How to Penetrate New Accounts in Tough Times

By Chris Koch

 

As economic fortunes tighten, the need for marketers to learn more about customers—a growing trend even in good times—will become even more important. ITSMA research shows that CIOs and business leaders are looking to reduce the number of companies with which they are doing business and establish better and deeper relationships with a select few.

The yardstick for determining who stays and who goes? Providers who truly understand customers’ business and IT requirements, have done their homework, and have proven themselves trustworthy.

Indeed, in this climate, the cold call is going the way of the shivering dinosaur. A recent ITSMA survey found that when selling to new accounts, 80% of salespeople’s time is devoted to “warm calls” (prospects who have already received marketing touches such as white papers or Webcasts) versus 20% spent on cold calls.

Penetrating New Accounts Is Getting Harder

Warming up those prospects is the responsibility of marketing, but the job isn’t getting easier—especially when marketers try to penetrate new accounts. In ITSMA’s survey, 50% said it is more difficult to penetrate new accounts today, with only 12% saying it is getting easier. But the slowing economy also means opportunity: 58% said it means they could take business away from competitors.

How then to warm up new accounts in these tough times? 17, director of membership engagement for ITSMA and leader of ITSMA’s Account-Based Marketing consulting practice, offers some advice:

  • Do your research. Understand the market in which the target account exists, the dynamics of that market, and how it impacts the company’s ability to succeed.
  • Build channel partnerships. ITSMA research found that 63% of respondents have formal channel programs to generate new accounts through channel partners.
  • Integrate campaigns and systems with partners. It’s difficult to build deep knowledge about new customers if you can’t see what channel partners are doing with them.
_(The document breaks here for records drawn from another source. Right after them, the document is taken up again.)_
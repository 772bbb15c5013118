use std::fs::File;
use std::path::{Path, PathBuf};
use std::process::Stdio;
use std::sync::Arc;
use std::time::Instant;

use async_trait::async_trait;
use chat_agent_error::ChatAgentError;
use flate2::read::GzDecoder;
use flate2::write::GzEncoder;
use flate2::Compression;
use tokio::io::{AsyncRead, AsyncReadExt};
use tokio::process::Command;
use tokio::sync::{mpsc, oneshot, Mutex};

use super::{
    random_id, CommandOutput, CommandSpec, DirEntry, LogChunk, LogReceiver, Sandbox,
    SandboxProvider, SnapshotHandle,
};

const READ_CHUNK_BYTES: usize = 8 * 1024;

/// Sandboxes backed by plain directories on the host, with tar.gz snapshots.
#[derive(Debug, Clone)]
pub struct LocalSandboxProvider {
    sandboxes_dir: PathBuf,
    snapshots_dir: PathBuf,
}

impl LocalSandboxProvider {
    pub fn new(data_dir: impl AsRef<Path>) -> Result<Self, ChatAgentError> {
        let data_dir = data_dir.as_ref();
        let sandboxes_dir = data_dir.join("sandboxes");
        let snapshots_dir = data_dir.join("snapshots");
        for dir in [&sandboxes_dir, &snapshots_dir] {
            std::fs::create_dir_all(dir).map_err(|err| {
                ChatAgentError::sandbox(format!("failed to create {}: {err}", dir.display()))
            })?;
        }
        Ok(Self {
            sandboxes_dir,
            snapshots_dir,
        })
    }

    async fn allocate(&self) -> Result<LocalSandbox, ChatAgentError> {
        let id = format!("sbx_{}", random_id(12));
        let root = self.sandboxes_dir.join(&id);
        tokio::fs::create_dir_all(&root)
            .await
            .map_err(|err| ChatAgentError::sandbox(format!("failed to create sandbox: {err}")))?;
        Ok(LocalSandbox {
            id,
            root,
            snapshots_dir: self.snapshots_dir.clone(),
            kill_switches: Arc::new(Mutex::new(Vec::new())),
        })
    }
}

fn snapshot_file(dir: &Path, handle: &SnapshotHandle) -> Result<PathBuf, ChatAgentError> {
    let valid = !handle.as_str().is_empty()
        && handle
            .as_str()
            .chars()
            .all(|c| c.is_ascii_alphanumeric() || c == '_' || c == '-');
    if !valid {
        return Err(ChatAgentError::invalid(format!(
            "invalid snapshot handle: {handle}"
        )));
    }
    Ok(dir.join(format!("{handle}.tar.gz")))
}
Of the respondents who are generating marketing leads for channel partners, 47% are tracking those leads through an internal customer relationship management (CRM) system.
  • Find out what competitors are doing. Differentiation doesn’t happen in a vacuum. Services marketers all tend to use the same language as part of their messages—the techno speak of the high-tech industry. It behooves us to step back and see what others are saying, to make sure that we are really differentiating.

Be Patient

Once you get the lay of the land and develop contact points with customers, it’s important to avoid trying to make the sale too early in the process. New customers are generally not ready to buy for quite some time—ITSMA research shows that customers need an average of 25–30 touches before they will buy complex technology solutions.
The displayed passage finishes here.